Kalki Koechlin talks parenting, therapy, and ‘pillow fights’

Update: 2025-04-17 04:02 GMT

Mumbai (The Uttam Hindu): Actress Kalki Koechlin has stressed the importance of seeking support in parenting, sharing how therapy helped her and her partner navigate disagreements and better understand their child's needs.

Asked how her relationship with her partner Guy Hershberg evolved since becoming a parent, Kalki told IANS: “It's evolving all the time; it's still evolving. I think people don't emphasize enough how much parents need help and how parents should have access to that help. We're lucky enough, privileged enough, that we can afford a therapist or a psychologist.”

“There were times when we disagreed on how to raise our daughter, and we'd argue whether she needed to be punished in a certain way or face a specific consequence for a tantrum or whatever.”

(The Uttam Hindu):“We disagreed vehemently. Then, we went to see a child psychologist, and the child psychologist became the voice of our child, able to articulate what our child couldn't. It changed everything for us, especially during COVID, when we had to be teachers, parents, and everything else,” said the actress, who gave birth to her daughter Sappho in February 2020.

She talked about teaching children healthy emotional expression, such as channeling anger through activities like pillow fights, to foster early emotional regulation. Kalki went on to recall how her teenage brother was “really struggling.”

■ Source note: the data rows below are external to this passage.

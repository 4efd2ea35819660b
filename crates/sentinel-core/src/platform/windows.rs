use std::ffi::OsString;
use std::path::{Component, Path, Prefix};

pub fn drive_letter(path: &Path) -> Option<OsString> {
    path.components().find_map(|component| match component {
        Component::Prefix(prefix) => match prefix.kind() {
            Prefix::Disk(letter) | Prefix::VerbatimDisk(letter) => {
                Some(OsString::from((letter as char).to_string()))
            }
            _ => None,
        },
        _ => None,
    })
}
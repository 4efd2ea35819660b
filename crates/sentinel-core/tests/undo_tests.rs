use std::fs;
use std::path::{Path, PathBuf};
use std::sync::Arc;
use tempfile::tempdir;

use sentinel_core::config::UndoConfig;
use sentinel_core::undo::{CheckpointState, OperationSummary};
use sentinel_core::{CheckpointLog, Error, SilentSink};

fn open_log(root: &Path) -> CheckpointLog {
    let config = UndoConfig {
        backup_dir: root.join(".sentinel_backups"),
        retention_days: 30,
    };
    CheckpointLog::open(&config, Arc::new(SilentSink)).unwrap()
}

/// Layout:
///   data/
///     report.pdf   (binary bytes)
///     notes/todo.txt
fn create_files(root: &Path) -> Vec<PathBuf> {
    let data = root.join("data");
    fs::create_dir_all(data.join("notes")).unwrap();
    let report = data.join("report.pdf");
    let todo = data.join("notes/todo.txt");
    fs::write(&report, (0u8..=255).cycle().take(10_000).collect::<Vec<u8>>()).unwrap();
    fs::write(&todo, "buy milk\n").unwrap();
    vec![report, todo]
}

#[test]
fn test_checkpoint_round_trip_is_byte_identical() {
    let tmp = tempdir().unwrap();
    let files = create_files(tmp.path());
    let originals: Vec<Vec<u8>> = files.iter().map(|f| fs::read(f).unwrap()).collect();
    let mtimes: Vec<_> = files
        .iter()
        .map(|f| fs::metadata(f).unwrap().modified().unwrap())
        .collect();

    let mut log = open_log(tmp.path());
    let id = log.create_checkpoint("cleanup", "remove everything", &files).unwrap();
    assert_eq!(log.get(&id).unwrap().files_count(), 2);

    // Destroy the originals, including the directory of one of them
    fs::remove_file(&files[0]).unwrap();
    fs::remove_dir_all(tmp.path().join("data/notes")).unwrap();
    log.record_operation(&id, OperationSummary { processed: 2, ..Default::default() })
        .unwrap();

    let report = log.undo_checkpoint(&id).unwrap();
    assert_eq!(report.files_restored, 2);
    assert!(report.errors.is_empty());

    for (i, file) in files.iter().enumerate() {
        assert_eq!(fs::read(file).unwrap(), originals[i]);
        assert_eq!(fs::metadata(file).unwrap().modified().unwrap(), mtimes[i]);
    }
}

#[test]
fn test_undo_is_single_shot() {
    let tmp = tempdir().unwrap();
    let files = create_files(tmp.path());
    let mut log = open_log(tmp.path());
    let id = log.create_checkpoint("organize", "move things", &files).unwrap();

    log.undo_checkpoint(&id).unwrap();
    assert_eq!(log.get(&id).unwrap().state, CheckpointState::Undone);

    // A second undo must not write anything
    fs::write(&files[1], "changed after undo").unwrap();
    let err = log.undo_checkpoint(&id).unwrap_err();
    assert!(matches!(err, Error::AlreadyUndone(_)));
    assert_eq!(fs::read_to_string(&files[1]).unwrap(), "changed after undo");
}

#[test]
fn test_undo_last_picks_newest_undoable() {
    let tmp = tempdir().unwrap();
    let files = create_files(tmp.path());
    let mut log = open_log(tmp.path());

    let first = log.create_checkpoint("cleanup", "first", &files[..1]).unwrap();
    let second = log.create_checkpoint("cleanup", "second", &files[1..]).unwrap();

    assert_eq!(log.undo_last().unwrap().checkpoint_id, second);
    assert_eq!(log.undo_last().unwrap().checkpoint_id, first);
    assert!(matches!(log.undo_last(), Err(Error::NothingToUndo)));
}

#[test]
fn test_history_persists_across_reopen() {
    let tmp = tempdir().unwrap();
    let files = create_files(tmp.path());
    let id = {
        let mut log = open_log(tmp.path());
        log.create_checkpoint("archive", "persisted", &files).unwrap()
    };

    let log = open_log(tmp.path());
    let checkpoint = log.get(&id).unwrap();
    assert_eq!(checkpoint.description, "persisted");
    assert_eq!(checkpoint.state, CheckpointState::Created);
    assert_eq!(log.undo_candidates().len(), 1);
}

#[test]
fn test_corrupted_history_starts_empty() {
    let tmp = tempdir().unwrap();
    let backup_dir = tmp.path().join(".sentinel_backups");
    fs::create_dir_all(&backup_dir).unwrap();
    fs::write(backup_dir.join("history.json"), "[{ broken").unwrap();

    let mut log = open_log(tmp.path());
    assert!(log.history(20).is_empty());
    log.create_checkpoint("cleanup", "fresh start", &[]).unwrap();
    assert_eq!(log.history(20).len(), 1);
}

#[test]
fn test_missing_backup_reported_on_undo() {
    let tmp = tempdir().unwrap();
    let files = create_files(tmp.path());
    let mut log = open_log(tmp.path());
    let id = log.create_checkpoint("cleanup", "partial", &files).unwrap();

    let backup = log.get(&id).unwrap().files[0].backup_path.clone();
    fs::remove_file(&backup).unwrap();

    let report = log.undo_checkpoint(&id).unwrap();
    assert_eq!(report.files_restored, 1);
    assert_eq!(report.errors.len(), 1);
    assert!(report.errors[0].starts_with("Backup not found"));
    assert_eq!(log.get(&id).unwrap().restore_errors, report.errors);
}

“I mean, at that time, my daughter had just been born, but I had my teenage brother staying with us, and we realized he was really struggling. One of the big tools our therapist gave us was a very simple one: the pillow fight,” added the actress.

“She said, 'If your kid is angry or frustrated—normally, a kid might come back from school with those feelings—and they want to throw something, or be rude, or hit, or bite, or be nasty to a sibling, you can say, ‘Okay, I see you have big feelings. Let's have it out with a pillow fight.’ And you set rules, like don't hit the face, or whatever. It just gets that energy out of them'.”

Kalki said they need self-regulation; they need to learn self-regulation.

“Most of the time, we just tell them, 'It's not nice. Don't be angry. Don't be aggressive. These are bad behaviors.' But actually, if they suppress it, they're still feeling that anger inside, and then it comes out in a random, unpredictable way,” said the actress, who has been an active supporter of the P&G Shiksha campaign.

She added, “So, allowing them to feel those big feelings, letting them be angry, but letting them channel it in a good way—like today, as an adult, you might go on a jog if you're feeling angry, thinking, 'I need to let the steam out,' right? You literally have to let the steam out and go on a jog. That self-regulation needs to be taught early on.”